## EXERCISE AIM:
The output should consist solely of the line containing "pub use error::MenuError;" and the lines that follow it through the end of the data below.

## INPUT RECORDS:
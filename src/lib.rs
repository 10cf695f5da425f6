//! Custom right-click context menus for ratatui applications.
//!
//! A [`MenuRegistry`] binds menus to rectangular target regions of the host
//! UI. Feeding crossterm events through [`MenuRegistry::dispatch`] drives
//! the full lifecycle: a right press inside a target opens the menu at the
//! click point (flipping or clamping against the viewport as configured),
//! presses outside it close it, releases over an armed item run its action,
//! and Esc cancels. While a menu is open it owns the input stream, so the
//! host and any ancestor targets see nothing until it closes.
//!
//! ```no_run
//! use std::time::Instant;
//! use ratatui::layout::Rect;
//! use tui_ctxmenu::{ItemSpec, MenuOptions, MenuRegistry, Size, Target, TargetId};
//!
//! let mut registry = MenuRegistry::new();
//! registry.create(
//!     Target::new(TargetId(1), Rect::new(0, 0, 40, 20)),
//!     vec![
//!         ItemSpec::action("Copy", |_| Ok(())),
//!         ItemSpec::separator(),
//!         ItemSpec::action("Paste", |_| Ok(())),
//!     ],
//!     MenuOptions::new().name("files"),
//! );
//!
//! # let event = crossterm::event::Event::FocusGained;
//! let viewport = Size { w: 80, h: 24 };
//! registry.dispatch(&event, viewport, Instant::now())?;
//! # Ok::<(), tui_ctxmenu::MenuError>(())
//! ```

pub mod controller;
pub mod error;
pub mod events;
pub mod item;
pub mod node;
pub mod options;
pub mod position;
pub mod registry;
pub mod render;

pub use controller::{ContextMenu, MenuState, OpenSession, Target, TargetId};
pub use error::MenuError;
pub use events::{Button, InputEvent, Outcome, decode};
pub use item::{ARM_DELAY, ActionFn, ItemSpec, SEPARATOR};
pub use node::{Marker, Node};
pub use options::{MenuCallback, MenuOptions};
pub use position::{Placement, Point, Size, Transfer, solve};
pub use registry::{MenuHandle, MenuRegistry, ScrollLock};
pub use render::render;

## ANSWER TO THIS EXERCISE:
pub use error::MenuError;
pub use events::{Button, InputEvent, Outcome, decode};
pub use item::{ARM_DELAY, ActionFn, ItemSpec, SEPARATOR};
pub use node::{Marker, Node};
pub use options::{MenuCallback, MenuOptions};
pub use position::{Placement, Point, Size, Transfer, solve};
pub use registry::{MenuHandle, MenuRegistry, ScrollLock};
pub use render::render;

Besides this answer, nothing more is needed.